HEALTHCARE & MEDICARE

Steps or Surgery: Case of Wearable Devices

Even in institutions the system relies on, 30 years in the healthcare field may reduce the firmest optimism and beliefs. While innovation has revolutionized almost every other industry, and professionals eagerly embrace new tools, health care often stands out. Clinicians often encounter alternative approaches with cross-arms rather than open minds.

Relentlessly, the rate of chronic diseases, depression and medication use continues to rise. More than one billion people suffer from obesity and 970 million live in global mental illness. If there is time to implement alternative preventive health care tools in clinical practice, then that is certainly the case now.

The rise of continuous glucose monitors provides useful precedents. Now patients are learning which foods will stimulate blood sugar, but not spit out from theoretical dietary advice, but from direct personalized feedback. Additionally, with the support of AI/ML algorithms, healthy wearable tools allow users to access new insights around eating habits, such as automatic food logging, chewing rates, and diet-driven behavioral changes.

Step counting does not require intrusion of the device and is suitable for almost everyone. So why don’t we prescribe tools to record them in health records along with other patients’ reports? A meta-analysis in 2023 shows that even a moderate increase in the count of steps per day can lead to a significant reduction in all-cause mortality. The gains started well below 4,000 steps per day and continued to increase by more than 10,000. These improvements are applied between age, risk profile and between the two genders. This is not the edge. It is a large-scale drug. These findings have been recently published in The Lancet.

Healthy wearable devices are promising tools for cognitive perception applications. These devices can monitor physiological and behavioral signals in real time, thereby detecting early focus, fatigue and cognitive decline. Advanced sensors and AI-driven analytics can provide personalized interventions to enhance memory, support attention and improve overall psychological performance. Perhaps most critically, wearable devices have the potential to detect neurological diseases early, such as Alzheimer's, Parkinson's, and disorders associated with concussions. This will enable early intervention and improve patient outcomes.

Monitoring the body's body's signals can not only promote external health, but also mental health. Physical exercise interventions have been found to be more effective than standard antidepressants to improve mental health outcomes. However, in clinical practice, we deal with depression or fatigue by asking patients how much they move? Wearable devices have also proven to be a reliable source of measurement of mental health. Research shows that smart glasses can distinguish between depression and non-depressed individuals than false surveys or questionnaires, compared to current gold standard diagnostic methods.

However, we got the prescription pad directly.

“One ounce of prevention is worth a pound of cure.” According to Michael P. Pignone, annual health care spending for patients with chronic diseases is about $1.5 trillion. It is estimated that implementing effective interventions to support disease management, post-hospital care and case management can save up to $45 billion in health systems annually. Additionally, a study of the Mobile Healthy Cardiovascular Self-Management Program using a Bluetooth-enabled Blood Pressure (BP) monitor found that the program averaged $1,709 per user per year in healthcare savings. This proves that investment in preventive health benefits not only individuals’ physical health, but their pocket books.

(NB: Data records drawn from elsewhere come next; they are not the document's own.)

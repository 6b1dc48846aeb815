//! CLI binary for translatrix.
//!
//! A thin shim over the library crate: `serve` runs the HTTP API,
//! `translate` translates one local file, `providers` reports which engines
//! have credentials.

use anyhow::{Context, Result};
use clap::{Args, Parser, Subcommand};
use indicatif::{ProgressBar, ProgressStyle};
use std::io::{self, Write};
use std::net::SocketAddr;
use std::path::PathBuf;
use std::sync::Arc;
use std::time::Duration;
use tracing_subscriber::EnvFilter;
use translatrix::config::ServiceStatus;
use translatrix::language::parse_target;
use translatrix::server::{self, AppState};
use translatrix::{
    Credentials, FilePayload, Language, OrchestrationObserver, ProviderId, Translator,
    TranslatorConfig,
};

// ── ANSI colour helpers (no extra deps) ──────────────────────────────────────

fn green(s: &str) -> String {
    format!("\x1b[32m{s}\x1b[0m")
}
fn red(s: &str) -> String {
    format!("\x1b[31m{s}\x1b[0m")
}
fn dim(s: &str) -> String {
    format!("\x1b[2m{s}\x1b[0m")
}
fn bold(s: &str) -> String {
    format!("\x1b[1m{s}\x1b[0m")
}
fn cyan(s: &str) -> String {
    format!("\x1b[36m{s}\x1b[0m")
}

fn tick(ok: bool) -> String {
    if ok {
        green("✓")
    } else {
        red("✗")
    }
}

// ── Spinner observer using indicatif ─────────────────────────────────────────

/// Shows which provider is being tried and logs every fallback step above
/// the spinner.
struct SpinnerObserver {
    bar: ProgressBar,
}

impl SpinnerObserver {
    fn new() -> Arc<Self> {
        let bar = ProgressBar::new_spinner();
        let style = ProgressStyle::with_template("{spinner:.cyan} {prefix:.bold}  {msg}")
            .unwrap_or_else(|_| ProgressStyle::default_spinner())
            .tick_strings(&["⠋", "⠙", "⠹", "⠸", "⠼", "⠴", "⠦", "⠧", "⠇", "⠏", "⠿"]);
        bar.set_style(style);
        bar.set_prefix("Translating");
        bar.set_message("extracting text…");
        bar.enable_steady_tick(Duration::from_millis(80));
        Arc::new(Self { bar })
    }

    fn finish(&self) {
        self.bar.finish_and_clear();
    }
}

impl OrchestrationObserver for SpinnerObserver {
    fn on_provider_start(&self, provider: &str, position: usize, total: usize) {
        self.bar.set_message(format!("{provider} ({position}/{total})"));
    }

    fn on_provider_declined(&self, provider: &str, reason: &str) {
        self.bar
            .println(format!("  {} {:<16} {}", dim("·"), provider, dim(reason)));
    }

    fn on_provider_rejected(&self, provider: &str, reason: &str) {
        let msg = if reason.chars().count() > 80 {
            let cut: String = reason.chars().take(79).collect();
            format!("{cut}\u{2026}")
        } else {
            reason.to_string()
        };
        self.bar
            .println(format!("  {} {:<16} {}", red("✗"), provider, red(&msg)));
    }

    fn on_accepted(&self, provider: &str, chars: usize) {
        self.bar.println(format!(
            "  {} {:<16} {}",
            green("✓"),
            provider,
            dim(&format!("{chars} chars"))
        ));
    }

    fn on_exhausted(&self, attempted: &[String]) {
        self.bar.println(format!(
            "  {} {}",
            red("✘"),
            bold(&format!("all {} providers failed", attempted.len()))
        ));
    }
}

// ── CLI definition ───────────────────────────────────────────────────────────

const AFTER_HELP: &str = r#"ENVIRONMENT:
  GEMINI_API_KEY          Gemini vision (images) and language detection
  ANTHROPIC_API_KEY       Claude document reading (PDF, images)
  OPENAI_API_KEY          GPT vision (images) and text translation
  OPENROUTER_API_KEY      OpenRouter text translation
  LIBRETRANSLATE_API_KEY  Optional key for the LibreTranslate free tier
  RUST_LOG                Overrides --verbose / --quiet

  A .env file in the working directory is loaded on startup.
  With no keys at all, the free public translators are still used.
"#;

/// Translate documents to English through a chain of AI and free providers.
#[derive(Parser, Debug)]
#[command(
    name = "translatrix",
    version,
    about = "Translate documents to English through a chain of AI and free providers",
    arg_required_else_help = true,
    color = clap::ColorChoice::Auto,
    after_long_help = AFTER_HELP
)]
struct Cli {
    #[command(subcommand)]
    command: Command,

    /// Show debug logs.
    #[arg(short, long, global = true, env = "TRANSLATRIX_VERBOSE")]
    verbose: bool,

    /// Only print errors.
    #[arg(short, long, global = true, env = "TRANSLATRIX_QUIET")]
    quiet: bool,
}

#[derive(Subcommand, Debug)]
enum Command {
    /// Run the HTTP API.
    Serve {
        #[arg(long, env = "TRANSLATRIX_HOST", default_value = "0.0.0.0")]
        host: String,

        #[arg(short, long, env = "PORT", default_value_t = 5000)]
        port: u16,

        /// Directory for staged uploads (system temp dir if unset).
        #[arg(long, env = "TRANSLATRIX_UPLOAD_DIR")]
        upload_dir: Option<PathBuf>,

        #[command(flatten)]
        tuning: Tuning,
    },

    /// Translate one local file and print the result.
    Translate {
        /// Image, PDF, DOCX, text or JSON file.
        file: PathBuf,

        /// Source language (spanish, french, german, mandarin, hindi, english).
        #[arg(short, long)]
        source: String,

        /// Target language; only english is supported.
        #[arg(short, long, default_value = "english")]
        target: String,

        /// Print the full TranslationResult as JSON.
        #[arg(long)]
        json: bool,

        /// Disable the spinner.
        #[arg(long, env = "TRANSLATRIX_NO_PROGRESS")]
        no_progress: bool,

        #[command(flatten)]
        tuning: Tuning,
    },

    /// List translation engines and whether their credentials are set.
    Providers,
}

#[derive(Args, Debug, Clone)]
struct Tuning {
    /// Attempts per provider before falling back.
    #[arg(long, env = "TRANSLATRIX_MAX_ATTEMPTS", default_value_t = 2)]
    max_attempts: u32,

    /// Wall-clock budget for one translation, in seconds.
    #[arg(long, env = "TRANSLATRIX_REQUEST_TIMEOUT", default_value_t = 300)]
    request_timeout: u64,

    /// Timeout for a single provider call, in seconds.
    #[arg(long, env = "TRANSLATRIX_API_TIMEOUT", default_value_t = 60)]
    api_timeout: u64,

    /// Check the document's language against the declared source.
    #[arg(long, env = "TRANSLATRIX_VERIFY_LANGUAGE")]
    verify_language: bool,

    /// Upload size cap in MiB.
    #[arg(long, env = "TRANSLATRIX_MAX_UPLOAD_MB", default_value_t = 50)]
    max_upload_mb: usize,
}

impl Tuning {
    fn config(&self, observer: Option<Arc<dyn OrchestrationObserver>>) -> Result<TranslatorConfig> {
        let mut builder = TranslatorConfig::builder()
            .max_attempts(self.max_attempts)
            .request_timeout_secs(self.request_timeout)
            .api_timeout_secs(self.api_timeout)
            .verify_language(self.verify_language)
            .max_upload_bytes(self.max_upload_mb * 1024 * 1024);
        if let Some(observer) = observer {
            builder = builder.observer(observer);
        }
        builder.build().context("Invalid configuration")
    }
}

#[tokio::main]
async fn main() -> Result<()> {
    dotenvy::dotenv().ok();
    let cli = Cli::parse();

    // ── Logging setup ────────────────────────────────────────────────────
    // The spinner replaces INFO logs during a one-shot translation.
    let spinner = matches!(
        &cli.command,
        Command::Translate { json: false, no_progress: false, .. }
    ) && !cli.quiet;
    let filter = if cli.verbose {
        "debug"
    } else if cli.quiet || spinner {
        "error"
    } else {
        "info"
    };
    tracing_subscriber::fmt()
        .with_env_filter(
            EnvFilter::try_from_default_env().unwrap_or_else(|_| EnvFilter::new(filter)),
        )
        .with_writer(io::stderr)
        .init();

    let credentials = Credentials::from_env();

    match cli.command {
        Command::Serve {
            host,
            port,
            upload_dir,
            tuning,
        } => {
            let config = tuning.config(None)?;
            let mut translator = Translator::new(config, &credentials);
            if let Some(dir) = upload_dir {
                std::fs::create_dir_all(&dir)
                    .with_context(|| format!("Failed to create upload dir {}", dir.display()))?;
                translator = translator.with_upload_dir(dir);
            }
            let addr: SocketAddr = format!("{host}:{port}")
                .parse()
                .with_context(|| format!("Invalid listen address {host}:{port}"))?;

            if !cli.quiet {
                print_banner(&addr, &credentials.status());
            }
            server::serve(addr, AppState::new(translator, credentials))
                .await
                .context("Server error")?;
        }

        Command::Translate {
            file,
            source,
            target,
            json,
            no_progress: _,
            tuning,
        } => {
            let source: Language = source.parse().context("Invalid --source")?;
            let target = parse_target(Some(&target)).context("Invalid --target")?;

            let observer = spinner.then(SpinnerObserver::new);
            let config = tuning.config(
                observer
                    .clone()
                    .map(|o| o as Arc<dyn OrchestrationObserver>),
            )?;
            let payload = FilePayload::from_path(&file, config.max_upload_bytes)
                .await
                .with_context(|| format!("Failed to read {}", file.display()))?;

            let translator = Translator::new(config, &credentials);
            let outcome = translator.translate_file(payload, source, target).await;
            if let Some(o) = &observer {
                o.finish();
            }
            let result = outcome.context("Translation failed")?;

            if json {
                let out =
                    serde_json::to_string_pretty(&result).context("Failed to serialise output")?;
                println!("{out}");
            } else {
                let stdout = io::stdout();
                let mut handle = stdout.lock();
                handle
                    .write_all(result.translated_text.as_bytes())
                    .context("Failed to write to stdout")?;
                if !result.translated_text.ends_with('\n') {
                    handle.write_all(b"\n").ok();
                }
                if !cli.quiet {
                    eprintln!(
                        "{} {} words via {}  {}",
                        green("✔"),
                        result.translated_word_count,
                        bold(&result.metadata.model),
                        dim(&format!("{:.2}s", result.kpis.latency)),
                    );
                }
            }
        }

        Command::Providers => {
            let status = credentials.status();
            println!("{}", bold("Translation engines (priority order per input):"));
            for (id, ok) in engine_rows(&status) {
                println!("  {} {:<16}", tick(ok), id.as_str());
            }
            println!(
                "  {} {:<16} {}",
                tick(true),
                ProviderId::FreeFallback.as_str(),
                dim("Google Translate, MyMemory, LibreTranslate")
            );
        }
    }

    Ok(())
}

fn engine_rows(status: &ServiceStatus) -> [(ProviderId, bool); 5] {
    [
        (ProviderId::GeminiVision, status.gemini),
        (ProviderId::OpenAiVision, status.openai),
        (ProviderId::ClaudeDocument, status.claude),
        (ProviderId::OpenAiText, status.openai),
        (ProviderId::OpenRouterText, status.openrouter),
    ]
}

fn print_banner(addr: &SocketAddr, status: &ServiceStatus) {
    let rule = "=".repeat(72);
    eprintln!("\n{rule}");
    eprintln!("{} {}", cyan("◆"), bold("translatrix document translator"));
    eprintln!("{rule}");
    eprintln!("  Server: http://{addr}");
    eprintln!("  Health: http://{addr}/api/health");
    eprintln!();
    eprintln!("  {}", bold("Engines:"));
    for (id, ok) in engine_rows(status) {
        eprintln!("    {} {}", tick(ok), id.as_str());
    }
    eprintln!(
        "    {} {} {}",
        tick(true),
        ProviderId::FreeFallback.as_str(),
        dim("(no key needed)")
    );
    eprintln!();
    eprintln!(
        "  {} Spanish, French, German, Mandarin, Hindi, English → English",
        bold("Languages:")
    );
    eprintln!("  {} images, PDF, DOCX, text, JSON", bold("Formats:"));
    eprintln!("{rule}\n");
}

Many clinicians view personalized health data measurements as bureaucratic post-events rather than therapeutic interventions. Chewing rate, facial movement, step count, sleep tracking, and heart rate variability are not trivial data points, they are behavioral leverages. Behavioral changes and prevention are possible when patients are given access to them, and when data make sense. It’s time we no longer see these tools as lifestyle noises, but rather as clinical relevance. They are not alternative treatments, but a way to empower patients, reduce pain and strive for optimal health.

Air travel was once dangerous before sensor data enabled actionable dashboards and real-time feedback. Now, it is one of the safest ways to travel by monitoring critical behavior and preventing crashes. Imagine a future where patients are working with clinicians to share information about their activities, eating habits and more.

People are getting sicker and the population is aging, and it is not clear whether policymakers see the long-term impact of our current trajectory. Now is the time to embrace and expand personalized preventive health care tools.

The decision is ours.

Photo: Exdez, Getty Images


Charles Nduka is the founder and Chief Science Officer (CSO) of Emteq Labs, and is a market leader in wearable technology for emotion recognition. He is a leading facial muscle specialist with over 20 years of surgical experience, including 10 years of consultant plastics and reconstruction surgeons (Queen Victoria Hospital). Charles has a broad background in research and development, including clinical trials, has over 100 scientific publications and is the chairman of the Medical Advisory Board of the charity Facial Paralysis UK.